| EXERCISE AIM |
Report back every line below that carries the word "contains".

━━ SOURCE MATERIAL ━━

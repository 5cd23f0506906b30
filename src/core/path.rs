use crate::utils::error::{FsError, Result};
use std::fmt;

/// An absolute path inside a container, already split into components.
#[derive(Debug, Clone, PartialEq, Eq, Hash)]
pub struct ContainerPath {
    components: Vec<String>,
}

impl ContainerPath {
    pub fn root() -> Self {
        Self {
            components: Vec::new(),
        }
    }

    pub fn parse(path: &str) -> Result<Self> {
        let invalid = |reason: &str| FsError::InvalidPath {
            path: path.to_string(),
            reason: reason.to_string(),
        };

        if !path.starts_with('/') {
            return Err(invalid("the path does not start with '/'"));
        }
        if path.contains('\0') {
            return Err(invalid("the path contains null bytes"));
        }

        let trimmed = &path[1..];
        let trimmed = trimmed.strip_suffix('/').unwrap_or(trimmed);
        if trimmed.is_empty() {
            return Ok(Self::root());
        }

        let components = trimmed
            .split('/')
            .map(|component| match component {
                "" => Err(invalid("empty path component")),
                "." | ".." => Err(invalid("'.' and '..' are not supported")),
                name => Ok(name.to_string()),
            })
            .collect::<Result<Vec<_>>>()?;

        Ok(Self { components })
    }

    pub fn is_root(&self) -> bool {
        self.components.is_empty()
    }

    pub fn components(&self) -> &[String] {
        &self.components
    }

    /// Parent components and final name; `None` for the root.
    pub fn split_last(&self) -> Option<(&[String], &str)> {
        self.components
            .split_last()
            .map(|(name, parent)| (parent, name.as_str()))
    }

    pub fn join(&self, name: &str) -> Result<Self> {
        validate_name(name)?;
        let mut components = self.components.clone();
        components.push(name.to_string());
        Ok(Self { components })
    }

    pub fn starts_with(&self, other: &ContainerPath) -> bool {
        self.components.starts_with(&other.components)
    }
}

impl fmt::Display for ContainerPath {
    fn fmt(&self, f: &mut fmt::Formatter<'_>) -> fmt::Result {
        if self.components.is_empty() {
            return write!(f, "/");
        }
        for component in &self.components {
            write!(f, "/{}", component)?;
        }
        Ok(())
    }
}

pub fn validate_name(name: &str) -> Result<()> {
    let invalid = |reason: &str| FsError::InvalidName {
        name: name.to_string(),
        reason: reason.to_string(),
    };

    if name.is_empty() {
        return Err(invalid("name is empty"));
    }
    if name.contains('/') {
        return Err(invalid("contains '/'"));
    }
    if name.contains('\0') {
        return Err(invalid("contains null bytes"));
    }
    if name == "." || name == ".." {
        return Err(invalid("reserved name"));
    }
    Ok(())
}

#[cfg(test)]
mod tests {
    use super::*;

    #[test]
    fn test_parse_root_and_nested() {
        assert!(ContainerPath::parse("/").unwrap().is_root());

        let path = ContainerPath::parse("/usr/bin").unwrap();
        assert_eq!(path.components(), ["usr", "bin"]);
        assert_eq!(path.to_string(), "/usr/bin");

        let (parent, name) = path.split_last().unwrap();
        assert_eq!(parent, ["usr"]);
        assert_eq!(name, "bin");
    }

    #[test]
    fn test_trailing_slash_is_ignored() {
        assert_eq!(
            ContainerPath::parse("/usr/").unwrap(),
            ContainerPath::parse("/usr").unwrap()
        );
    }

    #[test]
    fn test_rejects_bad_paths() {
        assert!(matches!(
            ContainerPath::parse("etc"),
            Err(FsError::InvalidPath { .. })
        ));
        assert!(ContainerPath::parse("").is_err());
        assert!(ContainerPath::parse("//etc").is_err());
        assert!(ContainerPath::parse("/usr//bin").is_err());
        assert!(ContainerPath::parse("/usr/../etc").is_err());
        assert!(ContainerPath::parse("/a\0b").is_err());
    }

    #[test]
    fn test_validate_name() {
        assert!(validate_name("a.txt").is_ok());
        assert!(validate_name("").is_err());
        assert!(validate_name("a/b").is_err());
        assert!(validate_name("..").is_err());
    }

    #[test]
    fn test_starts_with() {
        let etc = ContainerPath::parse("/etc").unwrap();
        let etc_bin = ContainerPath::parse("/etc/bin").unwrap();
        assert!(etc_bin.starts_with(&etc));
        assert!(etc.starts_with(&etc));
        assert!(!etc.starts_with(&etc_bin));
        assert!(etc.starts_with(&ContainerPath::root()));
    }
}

━━━

| EXERCISE ANSWER |
        if path.contains('\0') {
            return Err(invalid("the path contains null bytes"));
    if name.contains('/') {
        return Err(invalid("contains '/'"));
    if name.contains('\0') {
        return Err(invalid("contains null bytes"));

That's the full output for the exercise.